[[ Records shown open ]]

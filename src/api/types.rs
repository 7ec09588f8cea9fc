//! Shared types for the clinic API layer.

use std::sync::Arc;

use chrono::NaiveDateTime;
use rusqlite::Connection;

use crate::api::error::ApiError;
use crate::core_state::CoreState;
use crate::db;
use crate::models::{dates, ClinicSnapshot, Consultation, Medecin, Patient, RendezVous};

// ─── API context ────────────────────────────────────────────

/// Shared context for all API routes and middleware.
#[derive(Clone)]
pub struct ApiContext {
    pub core: Arc<CoreState>,
}

impl ApiContext {
    pub fn new(core: Arc<CoreState>) -> Self {
        Self { core }
    }

    pub fn open_db(&self) -> Result<Connection, ApiError> {
        Ok(self.core.open_db()?)
    }
}

// ─── Whole-clinic reads ─────────────────────────────────────

/// The four collections, loaded together for aggregation endpoints.
#[derive(Debug, Default)]
pub struct ClinicData {
    pub patients: Vec<Patient>,
    pub medecins: Vec<Medecin>,
    pub rendez_vous: Vec<RendezVous>,
    pub consultations: Vec<Consultation>,
}

impl ClinicData {
    pub fn load(conn: &Connection) -> Result<Self, ApiError> {
        Ok(Self {
            patients: db::list_patients(conn)?,
            medecins: db::list_medecins(conn)?,
            rendez_vous: db::list_rendez_vous(conn)?,
            consultations: db::list_consultations(conn)?,
        })
    }

    pub fn snapshot(&self) -> ClinicSnapshot<'_> {
        ClinicSnapshot {
            patients: &self.patients,
            medecins: &self.medecins,
            rendez_vous: &self.rendez_vous,
            consultations: &self.consultations,
        }
    }
}

// ─── Reference instant ──────────────────────────────────────

/// Resolve the reference instant: the supplied value, or local wall-clock time.
pub fn reference_now(raw: Option<&str>) -> Result<NaiveDateTime, ApiError> {
    match raw.map(str::trim).filter(|s| !s.is_empty()) {
        None => Ok(dates::now_local()),
        Some(s) => dates::parse_instant(s)
            .ok_or_else(|| ApiError::BadRequest(format!("Invalid date for now: {s}"))),
    }
}
//! Dashboard aggregation endpoints.
//!
//! - `GET /api/stats/dashboard`: overview, breakdowns and weekly series
//! - `GET /api/dashboard/weekly?weeks=N`: weekly summaries only

use axum::extract::{Query, State};
use axum::Json;
use serde::{Deserialize, Serialize};

use crate::api::error::ApiError;
use crate::api::types::{reference_now, ApiContext, ClinicData};
use crate::dashboard::{self, DashboardStats, WeeklySummary, DEFAULT_WEEKS, MAX_WEEKS};

#[derive(Debug, Default, Deserialize)]
pub struct WeeksQuery {
    pub weeks: Option<usize>,
    pub now: Option<String>,
}

impl WeeksQuery {
    fn weeks(&self) -> Result<usize, ApiError> {
        match self.weeks {
            None => Ok(DEFAULT_WEEKS),
            Some(n) if n > MAX_WEEKS => Err(ApiError::BadRequest(format!(
                "weeks must be at most {MAX_WEEKS}"
            ))),
            Some(n) => Ok(n),
        }
    }
}

/// `GET /api/stats/dashboard`
pub async fn dashboard(
    State(ctx): State<ApiContext>,
    Query(query): Query<WeeksQuery>,
) -> Result<Json<DashboardStats>, ApiError> {
    let weeks = query.weeks()?;
    let now = reference_now(query.now.as_deref())?;

    let conn = ctx.open_db()?;
    let data = ClinicData::load(&conn)?;
    Ok(Json(dashboard::dashboard_stats(&data.snapshot(), now, weeks)))
}

#[derive(Serialize, Deserialize)]
pub struct WeeklyResponse {
    pub weeks: Vec<WeeklySummary>,
}

/// `GET /api/dashboard/weekly`
pub async fn weekly(
    State(ctx): State<ApiContext>,
    Query(query): Query<WeeksQuery>,
) -> Result<Json<WeeklyResponse>, ApiError> {
    let weeks = query.weeks()?;
    let now = reference_now(query.now.as_deref())?;

    let conn = ctx.open_db()?;
    let data = ClinicData::load(&conn)?;
    Ok(Json(WeeklyResponse {
        weeks: dashboard::weekly_summaries(&data.snapshot(), now, weeks),
    }))
}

[[ Records shown closed ]]

▶ **Work to complete**
Return each line of the data above verbatim.

▶ **Response area**
filename src/api/types.rs
repository 7ec09588f8cea9fc
//! Shared types for the clinic API layer.

use std::sync::Arc;

use chrono::NaiveDateTime;
use rusqlite::Connection;

use crate::api::error::ApiError;
use crate::core_state::CoreState;
use crate::db;
use crate::models::{dates, ClinicSnapshot, Consultation, Medecin, Patient, RendezVous};

// ─── API context ────────────────────────────────────────────

/// Shared context for all API routes and middleware.
#[derive(Clone)]
pub struct ApiContext {
    pub core: Arc<CoreState>,
}

impl ApiContext {
    pub fn new(core: Arc<CoreState>) -> Self {
        Self { core }
    }

    pub fn open_db(&self) -> Result<Connection, ApiError> {
        Ok(self.core.open_db()?)
    }
}

// ─── Whole-clinic reads ─────────────────────────────────────

/// The four collections, loaded together for aggregation endpoints.
#[derive(Debug, Default)]
pub struct ClinicData {
    pub patients: Vec<Patient>,
    pub medecins: Vec<Medecin>,
    pub rendez_vous: Vec<RendezVous>,
    pub consultations: Vec<Consultation>,
}

impl ClinicData {
    pub fn load(conn: &Connection) -> Result<Self, ApiError> {
        Ok(Self {
            patients: db::list_patients(conn)?,
            medecins: db::list_medecins(conn)?,
            rendez_vous: db::list_rendez_vous(conn)?,
            consultations: db::list_consultations(conn)?,
        })
    }

    pub fn snapshot(&self) -> ClinicSnapshot<'_> {
        ClinicSnapshot {
            patients: &self.patients,
            medecins: &self.medecins,
            rendez_vous: &self.rendez_vous,
            consultations: &self.consultations,
        }
    }
}

// ─── Reference instant ──────────────────────────────────────

/// Resolve the reference instant: the supplied value, or local wall-clock time.
pub fn reference_now(raw: Option<&str>) -> Result<NaiveDateTime, ApiError> {
    match raw.map(str::trim).filter(|s| !s.is_empty()) {
        None => Ok(dates::now_local()),
        Some(s) => dates::parse_instant(s)
            .ok_or_else(|| ApiError::BadRequest(format!("Invalid date for now: {s}"))),
    }
}
//! Dashboard aggregation endpoints.
//!
//! - `GET /api/stats/dashboard`: overview, breakdowns and weekly series
//! - `GET /api/dashboard/weekly?weeks=N`: weekly summaries only

use axum::extract::{Query, State};
use axum::Json;
use serde::{Deserialize, Serialize};

use crate::api::error::ApiError;
use crate::api::types::{reference_now, ApiContext, ClinicData};
use crate::dashboard::{self, DashboardStats, WeeklySummary, DEFAULT_WEEKS, MAX_WEEKS};

#[derive(Debug, Default, Deserialize)]
pub struct WeeksQuery {
    pub weeks: Option<usize>,
    pub now: Option<String>,
}

impl WeeksQuery {
    fn weeks(&self) -> Result<usize, ApiError> {
        match self.weeks {
            None => Ok(DEFAULT_WEEKS),
            Some(n) if n > MAX_WEEKS => Err(ApiError::BadRequest(format!(
                "weeks must be at most {MAX_WEEKS}"
            ))),
            Some(n) => Ok(n),
        }
    }
}

/// `GET /api/stats/dashboard`
pub async fn dashboard(
    State(ctx): State<ApiContext>,
    Query(query): Query<WeeksQuery>,
) -> Result<Json<DashboardStats>, ApiError> {
    let weeks = query.weeks()?;
    let now = reference_now(query.now.as_deref())?;

    let conn = ctx.open_db()?;
    let data = ClinicData::load(&conn)?;
    Ok(Json(dashboard::dashboard_stats(&data.snapshot(), now, weeks)))
}

#[derive(Serialize, Deserialize)]
pub struct WeeklyResponse {
    pub weeks: Vec<WeeklySummary>,
}

/// `GET /api/dashboard/weekly`
pub async fn weekly(
    State(ctx): State<ApiContext>,
    Query(query): Query<WeeksQuery>,
) -> Result<Json<WeeklyResponse>, ApiError> {
    let weeks = query.weeks()?;
    let now = reference_now(query.now.as_deref())?;

    let conn = ctx.open_db()?;
    let data = ClinicData::load(&conn)?;
    Ok(Json(WeeklyResponse {
        weeks: dashboard::weekly_summaries(&data.snapshot(), now, weeks),
    }))
}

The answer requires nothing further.